Having outlived most of the bastards and good guys of his salad time, [Saroyan] has held onto that essence of "sorrow with joy" (as he says of Chagall) that made him special in American writing….
Literarily, he is sometimes considered to have been a flash-in-the-pan, but who else of that vintage, writing in the nation's idioms, except perhaps Robert Penn Warren in poetry, is still doing so well at keeping up to the mark? ["Sons Come and Go, Mothers Hang in Forever,"] Saroyan's sixth official memoir (not counting memoiristic fiction), is better, for instance, than the last one I read, which was his fourth. I don't wish to inflate its importance, but I think it's high time for a Saroyan revival. He ought again to be "discovered" briefly by each young writer coming along, because his contribution has been to write from joy, which is in short supply lately, and sparse as a tradition in our literature anyway, unless one looks back to some of the founding figures, such as Walt Whitman, Emerson, Thoreau. He predates the glut of black humor and rancorous ethnicity, the literary theater of cruelty and the absurd, though part of the point about Saroyan which is so interesting is that he has been a profoundly, innovatively "ethnic" writer—one of the very first in America, one who has been a conscious spokesman for a people who survived a genocidal holocaust—but that throughout his life he has chosen to write not of despair and dadaism and devastation, but joy….
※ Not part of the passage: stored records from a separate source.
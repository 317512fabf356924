use async_trait::async_trait;
use futures::stream::{StreamExt, TryStreamExt};
use garde::Validate;
use http::{HeaderMap, HeaderName, HeaderValue, StatusCode};
use serde::{Deserialize, Serialize};
use smart_default::SmartDefault;
use std::sync::Arc;
use std::time::Duration;
use tokio::sync::mpsc;
use tokio_stream::wrappers::ReceiverStream;

use crate::cfg::serde_duration::{serde_as, HumanDur};
use crate::impl_box_from;
use crate::oss::{
    Anonymous, AuthProvider, BearerTokenAuth, BlobError, ByteStream, HttpRequest, HttpResponse,
    RequestBody, Transport,
};

// 流式请求体在转发任务与 HTTP 客户端之间最多缓冲的块数
const STREAM_BODY_BUFFER: usize = 4;

/// ReqwestTransport 配置
///
/// 凭证获取顺序（优先级从高到低）：
/// 1. `bearer_token` - 直接配置的 token
/// 2. `bearer_token_env` - 从指定环境变量读取 token
/// 3. 匿名访问
#[serde_as]
#[derive(Deserialize, Serialize, SmartDefault, Clone, Validate)]
#[serde(default)]
pub struct ReqwestTransportConfig {
    /// 单次请求的总超时，未设置时不限制（大对象流式传输可能耗时很长）
    #[serde_as(as = "Option<HumanDur>")]
    #[garde(skip)]
    pub timeout: Option<Duration>,

    /// 建立连接的超时
    #[serde_as(as = "HumanDur")]
    #[default(Duration::from_secs(10))]
    #[garde(skip)]
    pub connect_timeout: Duration,

    #[default = "blobx/0.1"]
    #[garde(length(min = 1))]
    pub user_agent: String,

    #[garde(skip)]
    pub bearer_token: Option<String>,

    #[garde(skip)]
    pub bearer_token_env: Option<String>,
}

/// 基于 reqwest 的 HTTP(S) 传输层
pub struct ReqwestTransport {
    client: reqwest::Client,
    auth: Arc<dyn AuthProvider>,
}

impl ReqwestTransport {
    pub fn new(config: ReqwestTransportConfig) -> Result<Self, BlobError> {
        if let Err(errors) = config.validate() {
            return Err(BlobError::Configuration(format!("{}", errors)));
        }

        let mut builder = reqwest::Client::builder()
            .user_agent(config.user_agent.as_str())
            .connect_timeout(config.connect_timeout);
        if let Some(timeout) = config.timeout {
            builder = builder.timeout(timeout);
        }
        let client = builder
            .build()
            .map_err(|e| BlobError::Configuration(format!("创建 HTTP 客户端失败: {}", e)))?;

        let auth: Arc<dyn AuthProvider> = match (&config.bearer_token, &config.bearer_token_env) {
            (Some(token), _) => Arc::new(BearerTokenAuth::new(token.as_str())?),
            (None, Some(var)) => Arc::new(BearerTokenAuth::from_env(var)?),
            (None, None) => Arc::new(Anonymous),
        };

        Ok(Self { client, auth })
    }

    /// 替换鉴权提供者
    pub fn with_auth(mut self, auth: Arc<dyn AuthProvider>) -> Self {
        self.auth = auth;
        self
    }

    /// reqwest 要求流式请求体满足 Sync，这里经由 channel 转发
    fn stream_body(stream: ByteStream) -> reqwest::Body {
        let (tx, rx) = mpsc::channel(STREAM_BODY_BUFFER);
        tokio::spawn(async move {
            let mut stream = stream;
            while let Some(chunk) = stream.next().await {
                let failed = chunk.is_err();
                // 接收端已关闭说明请求被放弃，停止读取源数据
                if tx.send(chunk).await.is_err() || failed {
                    break;
                }
            }
        });
        reqwest::Body::wrap_stream(ReceiverStream::new(rx))
    }
}

impl TryFrom<ReqwestTransportConfig> for ReqwestTransport {
    type Error = BlobError;

    fn try_from(config: ReqwestTransportConfig) -> Result<Self, Self::Error> {
        Self::new(config)
    }
}

impl_box_from!(ReqwestTransport => dyn Transport);

#[async_trait]
impl Transport for ReqwestTransport {
    async fn send(&self, request: HttpRequest) -> Result<HttpResponse, BlobError> {
        let method = reqwest::Method::from_bytes(request.method.as_str().as_bytes())
            .map_err(|e| BlobError::InvalidArgument(format!("不支持的 HTTP 方法: {}", e)))?;

        let mut builder = self.client.request(method, request.url.as_str());
        for (name, value) in request.headers.iter() {
            builder = builder.header(name.as_str(), value.as_bytes());
        }
        if let Some(authorization) = self.auth.authorization().await? {
            builder = builder.header("authorization", authorization);
        }

        builder = match request.body {
            RequestBody::Empty => builder,
            RequestBody::Bytes(bytes) => builder.body(bytes),
            RequestBody::Stream { stream, length } => {
                if let Some(length) = length {
                    builder = builder.header("content-length", length.to_string());
                }
                builder.body(Self::stream_body(stream))
            }
        };

        let response = builder
            .send()
            .await
            .map_err(|e| BlobError::from_transport(e, "发送请求失败"))?;

        let status = StatusCode::from_u16(response.status().as_u16())
            .map_err(|e| BlobError::from_transport(e, "无效的响应状态"))?;

        let mut headers = HeaderMap::new();
        for (name, value) in response.headers() {
            if let (Ok(name), Ok(value)) = (
                HeaderName::from_bytes(name.as_str().as_bytes()),
                HeaderValue::from_bytes(value.as_bytes()),
            ) {
                headers.append(name, value);
            }
        }

        let body = response
            .bytes_stream()
            .map_err(|e| BlobError::from_stream(e, "读取响应体失败"))
            .boxed();

        Ok(HttpResponse {
            status,
            headers,
            body,
        })
    }
}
The Saroyan working method—and it can seem repetitive—is to swing way out from the trapeze, do a somersault or two, and reach out flatly for our hands, trusting partly in us, and secure in the faith that if he misses there is a God somewhere to break his fall….
He has his tales of favorite cousins who burned themselves to death, as well as slower, humbler tragedies and personal regrets, yet finally, to him, almost everybody is 21 and free and white. And that is just as true a claim as we've been getting from the horde of writers who have been running about for the past 20 years discovering that everybody is in the process of dying. (p. 2)
Edward Hoagland, in The New York Times Book Review (© 1976 by The New York Times Company; reprinted by permission), August 15, 1976.